Beginning with the first line, please repeat the entries exactly and end on the line that contains "tagged YAML values.".
┌─ INFORMATION GIVEN
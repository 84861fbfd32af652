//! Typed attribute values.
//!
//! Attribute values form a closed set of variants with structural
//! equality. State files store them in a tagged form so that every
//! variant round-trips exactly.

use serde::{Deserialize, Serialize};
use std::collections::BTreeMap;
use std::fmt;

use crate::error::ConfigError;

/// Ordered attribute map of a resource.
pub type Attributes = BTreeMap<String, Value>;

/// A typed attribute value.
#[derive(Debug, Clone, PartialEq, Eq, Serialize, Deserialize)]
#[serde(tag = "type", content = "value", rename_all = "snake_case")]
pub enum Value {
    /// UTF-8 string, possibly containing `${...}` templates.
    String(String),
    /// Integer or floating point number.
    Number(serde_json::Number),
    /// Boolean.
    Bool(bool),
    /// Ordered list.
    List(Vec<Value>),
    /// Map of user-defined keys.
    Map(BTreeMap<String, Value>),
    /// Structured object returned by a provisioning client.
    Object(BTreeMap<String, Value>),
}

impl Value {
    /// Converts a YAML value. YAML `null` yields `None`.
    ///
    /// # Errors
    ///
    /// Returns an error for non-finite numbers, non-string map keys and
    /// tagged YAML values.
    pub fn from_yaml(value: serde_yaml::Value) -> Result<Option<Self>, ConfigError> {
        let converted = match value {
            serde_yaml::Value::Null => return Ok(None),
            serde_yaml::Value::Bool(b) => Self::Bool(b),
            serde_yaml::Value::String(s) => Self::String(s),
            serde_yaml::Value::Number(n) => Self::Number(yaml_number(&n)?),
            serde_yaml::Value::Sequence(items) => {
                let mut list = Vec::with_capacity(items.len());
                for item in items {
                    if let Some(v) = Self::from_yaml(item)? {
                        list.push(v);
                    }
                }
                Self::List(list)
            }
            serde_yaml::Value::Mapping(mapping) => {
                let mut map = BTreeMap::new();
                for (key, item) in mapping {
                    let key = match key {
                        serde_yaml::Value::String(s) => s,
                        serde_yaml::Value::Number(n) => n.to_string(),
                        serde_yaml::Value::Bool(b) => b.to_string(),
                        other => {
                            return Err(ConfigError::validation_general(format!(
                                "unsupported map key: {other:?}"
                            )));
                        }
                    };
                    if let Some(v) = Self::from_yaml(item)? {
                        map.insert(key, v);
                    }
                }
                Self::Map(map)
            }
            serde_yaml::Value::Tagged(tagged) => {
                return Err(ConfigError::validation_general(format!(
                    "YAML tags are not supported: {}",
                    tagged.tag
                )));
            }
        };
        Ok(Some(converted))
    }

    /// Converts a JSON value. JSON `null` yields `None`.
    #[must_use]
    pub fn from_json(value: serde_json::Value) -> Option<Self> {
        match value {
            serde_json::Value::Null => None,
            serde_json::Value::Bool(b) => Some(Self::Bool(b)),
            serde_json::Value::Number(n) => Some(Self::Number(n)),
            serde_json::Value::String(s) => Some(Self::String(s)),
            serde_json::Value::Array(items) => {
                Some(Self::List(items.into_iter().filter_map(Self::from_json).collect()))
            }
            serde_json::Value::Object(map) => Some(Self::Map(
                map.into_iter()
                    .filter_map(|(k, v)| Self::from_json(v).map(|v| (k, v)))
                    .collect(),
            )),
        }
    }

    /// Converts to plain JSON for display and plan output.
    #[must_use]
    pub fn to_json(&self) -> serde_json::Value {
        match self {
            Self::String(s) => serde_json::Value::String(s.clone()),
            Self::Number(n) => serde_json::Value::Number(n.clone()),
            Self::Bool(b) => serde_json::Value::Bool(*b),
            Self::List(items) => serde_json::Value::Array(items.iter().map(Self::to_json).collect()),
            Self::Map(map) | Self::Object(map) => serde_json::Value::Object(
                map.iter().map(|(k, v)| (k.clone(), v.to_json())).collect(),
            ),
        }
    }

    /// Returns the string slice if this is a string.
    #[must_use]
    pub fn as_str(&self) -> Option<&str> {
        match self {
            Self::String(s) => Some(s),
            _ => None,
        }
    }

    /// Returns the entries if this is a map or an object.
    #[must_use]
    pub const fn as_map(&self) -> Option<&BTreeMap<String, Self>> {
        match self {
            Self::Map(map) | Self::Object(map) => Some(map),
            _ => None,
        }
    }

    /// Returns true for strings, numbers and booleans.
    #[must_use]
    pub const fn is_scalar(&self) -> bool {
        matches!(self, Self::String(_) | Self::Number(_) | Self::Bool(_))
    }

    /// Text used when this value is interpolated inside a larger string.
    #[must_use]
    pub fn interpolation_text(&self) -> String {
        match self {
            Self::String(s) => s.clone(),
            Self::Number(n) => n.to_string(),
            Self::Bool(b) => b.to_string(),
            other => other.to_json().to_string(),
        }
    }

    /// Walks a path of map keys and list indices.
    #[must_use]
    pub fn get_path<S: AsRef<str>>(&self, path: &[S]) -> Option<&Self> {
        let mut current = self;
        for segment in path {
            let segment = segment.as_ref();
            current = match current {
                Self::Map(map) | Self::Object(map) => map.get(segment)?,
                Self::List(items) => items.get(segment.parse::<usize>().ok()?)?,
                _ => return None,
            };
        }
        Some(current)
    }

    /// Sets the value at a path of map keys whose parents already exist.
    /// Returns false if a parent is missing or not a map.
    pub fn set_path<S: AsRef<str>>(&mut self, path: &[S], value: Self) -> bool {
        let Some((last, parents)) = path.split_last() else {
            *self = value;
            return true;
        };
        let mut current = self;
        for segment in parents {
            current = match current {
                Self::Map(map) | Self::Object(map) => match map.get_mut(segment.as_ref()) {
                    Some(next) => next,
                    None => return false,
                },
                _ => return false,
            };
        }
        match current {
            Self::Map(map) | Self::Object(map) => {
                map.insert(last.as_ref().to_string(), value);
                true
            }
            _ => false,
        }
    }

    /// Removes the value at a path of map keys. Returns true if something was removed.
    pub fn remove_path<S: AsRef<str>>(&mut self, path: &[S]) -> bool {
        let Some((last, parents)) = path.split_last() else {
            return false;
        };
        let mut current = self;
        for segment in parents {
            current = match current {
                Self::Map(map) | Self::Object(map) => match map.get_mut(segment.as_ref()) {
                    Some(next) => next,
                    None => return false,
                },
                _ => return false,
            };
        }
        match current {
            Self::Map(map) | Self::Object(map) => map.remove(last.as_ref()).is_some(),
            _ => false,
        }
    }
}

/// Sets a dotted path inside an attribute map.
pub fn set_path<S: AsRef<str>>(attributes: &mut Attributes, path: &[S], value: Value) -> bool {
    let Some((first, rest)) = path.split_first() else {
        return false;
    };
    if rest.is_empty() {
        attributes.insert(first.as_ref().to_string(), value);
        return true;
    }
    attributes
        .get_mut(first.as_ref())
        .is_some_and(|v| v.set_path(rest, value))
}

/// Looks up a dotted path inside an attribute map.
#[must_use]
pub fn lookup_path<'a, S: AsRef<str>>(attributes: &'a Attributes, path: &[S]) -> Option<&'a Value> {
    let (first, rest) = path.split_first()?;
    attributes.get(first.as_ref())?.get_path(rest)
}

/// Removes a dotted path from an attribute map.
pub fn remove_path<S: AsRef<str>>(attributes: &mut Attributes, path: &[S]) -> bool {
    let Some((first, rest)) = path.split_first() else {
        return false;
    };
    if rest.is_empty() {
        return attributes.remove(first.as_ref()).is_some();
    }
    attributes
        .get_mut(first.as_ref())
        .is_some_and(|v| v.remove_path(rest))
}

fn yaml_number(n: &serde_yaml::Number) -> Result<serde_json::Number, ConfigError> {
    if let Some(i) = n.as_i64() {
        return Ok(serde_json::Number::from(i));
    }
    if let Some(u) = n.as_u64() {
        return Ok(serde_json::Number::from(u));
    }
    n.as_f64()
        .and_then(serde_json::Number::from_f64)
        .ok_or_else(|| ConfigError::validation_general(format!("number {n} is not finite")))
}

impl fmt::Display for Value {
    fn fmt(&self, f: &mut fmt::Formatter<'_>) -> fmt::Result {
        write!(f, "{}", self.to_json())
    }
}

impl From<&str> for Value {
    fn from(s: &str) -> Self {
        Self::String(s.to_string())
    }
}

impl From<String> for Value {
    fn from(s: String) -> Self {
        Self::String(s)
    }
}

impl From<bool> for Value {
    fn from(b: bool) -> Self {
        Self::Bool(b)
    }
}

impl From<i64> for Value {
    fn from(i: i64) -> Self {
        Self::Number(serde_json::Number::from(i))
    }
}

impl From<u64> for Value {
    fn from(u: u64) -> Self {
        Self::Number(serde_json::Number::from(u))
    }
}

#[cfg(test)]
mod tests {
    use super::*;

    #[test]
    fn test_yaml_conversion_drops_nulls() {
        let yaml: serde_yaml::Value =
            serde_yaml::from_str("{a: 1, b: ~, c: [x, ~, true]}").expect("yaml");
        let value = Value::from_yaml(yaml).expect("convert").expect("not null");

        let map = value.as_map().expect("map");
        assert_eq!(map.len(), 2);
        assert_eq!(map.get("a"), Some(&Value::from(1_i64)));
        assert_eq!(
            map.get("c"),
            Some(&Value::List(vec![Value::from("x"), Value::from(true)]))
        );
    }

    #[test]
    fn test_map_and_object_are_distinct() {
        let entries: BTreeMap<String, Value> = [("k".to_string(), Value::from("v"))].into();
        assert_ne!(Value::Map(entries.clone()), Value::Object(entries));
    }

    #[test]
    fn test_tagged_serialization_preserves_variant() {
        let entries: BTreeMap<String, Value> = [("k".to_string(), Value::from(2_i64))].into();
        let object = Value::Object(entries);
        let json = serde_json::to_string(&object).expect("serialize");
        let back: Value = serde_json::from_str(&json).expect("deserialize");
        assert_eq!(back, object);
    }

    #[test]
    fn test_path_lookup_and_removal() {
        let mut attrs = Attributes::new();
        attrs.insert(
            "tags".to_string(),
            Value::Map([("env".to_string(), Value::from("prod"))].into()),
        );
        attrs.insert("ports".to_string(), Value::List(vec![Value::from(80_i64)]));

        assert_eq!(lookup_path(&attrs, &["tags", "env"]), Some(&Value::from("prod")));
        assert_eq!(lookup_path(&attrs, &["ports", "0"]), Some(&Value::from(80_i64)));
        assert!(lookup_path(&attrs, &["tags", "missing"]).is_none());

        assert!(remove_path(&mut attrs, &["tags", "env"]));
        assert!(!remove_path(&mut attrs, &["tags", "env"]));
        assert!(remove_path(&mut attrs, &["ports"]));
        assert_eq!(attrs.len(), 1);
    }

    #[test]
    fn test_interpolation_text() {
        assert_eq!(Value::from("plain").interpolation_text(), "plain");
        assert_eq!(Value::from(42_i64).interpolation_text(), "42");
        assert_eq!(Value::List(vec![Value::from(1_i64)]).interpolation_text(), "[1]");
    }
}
└─
EXERCISE ANSWER —
repository 84861fbfd32af652
//! Typed attribute values.
//!
//! Attribute values form a closed set of variants with structural
//! equality. State files store them in a tagged form so that every
//! variant round-trips exactly.

use serde::{Deserialize, Serialize};
use std::collections::BTreeMap;
use std::fmt;

use crate::error::ConfigError;

/// Ordered attribute map of a resource.
pub type Attributes = BTreeMap<String, Value>;

/// A typed attribute value.
#[derive(Debug, Clone, PartialEq, Eq, Serialize, Deserialize)]
#[serde(tag = "type", content = "value", rename_all = "snake_case")]
pub enum Value {
    /// UTF-8 string, possibly containing `${...}` templates.
    String(String),
    /// Integer or floating point number.
    Number(serde_json::Number),
    /// Boolean.
    Bool(bool),
    /// Ordered list.
    List(Vec<Value>),
    /// Map of user-defined keys.
    Map(BTreeMap<String, Value>),
    /// Structured object returned by a provisioning client.
    Object(BTreeMap<String, Value>),
}

impl Value {
    /// Converts a YAML value. YAML `null` yields `None`.
    ///
    /// # Errors
    ///
    /// Returns an error for non-finite numbers, non-string map keys and
    /// tagged YAML values.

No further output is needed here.